RECORDS PROVIDED START

//! Timing-model design matrix and its column-normalized basis.
//!
//! The design matrix has one row per TOA and one column per linear timing-model
//! parameter:
//!
//! - column 0: constant phase offset
//! - one column per fitted spin parameter `Fk`: `(t - t̄)^(k+1) / (k+1)!`
//!
//! Both timing-model flavours (plain linear and ridge regression) marginalize over
//! the column-normalized ("scaled") version of this matrix.
//!
//! Red-noise style terms use a Fourier basis sampled at `i / Tspan`.

use nalgebra::DMatrix;

use crate::data::Pulsar;

/// Columns with a norm below this are left unscaled.
const NORM_EPS: f64 = 1e-300;

/// Build the linear timing-model design matrix of a pulsar.
pub fn design_matrix(pulsar: &Pulsar) -> DMatrix<f64> {
    let spin_orders: Vec<u32> = pulsar
        .fitpars
        .iter()
        .filter_map(|p| p.strip_prefix('F').and_then(|k| k.parse::<u32>().ok()))
        .collect();

    let n = pulsar.toas.len();
    let mean = if n == 0 {
        0.0
    } else {
        pulsar.toas.iter().sum::<f64>() / n as f64
    };

    let mut m = DMatrix::zeros(n, 1 + spin_orders.len());
    for (row, &toa) in pulsar.toas.iter().enumerate() {
        let dt = toa - mean;
        m[(row, 0)] = 1.0;
        for (col, &k) in spin_orders.iter().enumerate() {
            let power = k + 1;
            m[(row, col + 1)] = dt.powi(power as i32) / factorial(power);
        }
    }
    m
}

/// Divide every column by its Euclidean norm.
pub fn scaled_tm_basis(design: &DMatrix<f64>) -> DMatrix<f64> {
    let mut scaled = design.clone();
    for mut column in scaled.column_iter_mut() {
        let norm = column.norm();
        if norm > NORM_EPS {
            column /= norm;
        }
    }
    scaled
}

/// Sine/cosine pairs at frequencies `1/tspan .. components/tspan`.
///
/// Column `2i` holds `sin(2π f_i t)` and column `2i + 1` holds `cos(2π f_i t)`.
/// A non-positive `tspan` yields an empty basis.
pub fn fourier_basis(toas: &[f64], components: usize, tspan: f64) -> DMatrix<f64> {
    if tspan <= 0.0 {
        return DMatrix::zeros(toas.len(), 0);
    }
    let mut f = DMatrix::zeros(toas.len(), 2 * components);
    for (row, &toa) in toas.iter().enumerate() {
        for i in 0..components {
            let phase = 2.0 * std::f64::consts::PI * (i + 1) as f64 / tspan * toa;
            f[(row, 2 * i)] = phase.sin();
            f[(row, 2 * i + 1)] = phase.cos();
        }
    }
    f
}

fn factorial(n: u32) -> f64 {
    (1..=n).map(f64::from).product()
}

RECORDS PROVIDED END

TASK TO COMPLETE: Could you retype exactly the lines from the one containing "let dt = toa - mean;" through the final line of the data above, and no others?

RESPONSE TO THE EXERCISE:
        let dt = toa - mean;
        m[(row, 0)] = 1.0;
        for (col, &k) in spin_orders.iter().enumerate() {
            let power = k + 1;
            m[(row, col + 1)] = dt.powi(power as i32) / factorial(power);
        }
    }
    m
}

/// Divide every column by its Euclidean norm.
pub fn scaled_tm_basis(design: &DMatrix<f64>) -> DMatrix<f64> {
    let mut scaled = design.clone();
    for mut column in scaled.column_iter_mut() {
        let norm = column.norm();
        if norm > NORM_EPS {
            column /= norm;
        }
    }
    scaled
}

/// Sine/cosine pairs at frequencies `1/tspan .. components/tspan`.
///
/// Column `2i` holds `sin(2π f_i t)` and column `2i + 1` holds `cos(2π f_i t)`.
/// A non-positive `tspan` yields an empty basis.
pub fn fourier_basis(toas: &[f64], components: usize, tspan: f64) -> DMatrix<f64> {
    if tspan <= 0.0 {
        return DMatrix::zeros(toas.len(), 0);
    }
    let mut f = DMatrix::zeros(toas.len(), 2 * components);
    for (row, &toa) in toas.iter().enumerate() {
        for i in 0..components {
            let phase = 2.0 * std::f64::consts::PI * (i + 1) as f64 / tspan * toa;
            f[(row, 2 * i)] = phase.sin();
            f[(row, 2 * i + 1)] = phase.cos();
        }
    }
    f
}

fn factorial(n: u32) -> f64 {
    (1..=n).map(f64::from).product()
}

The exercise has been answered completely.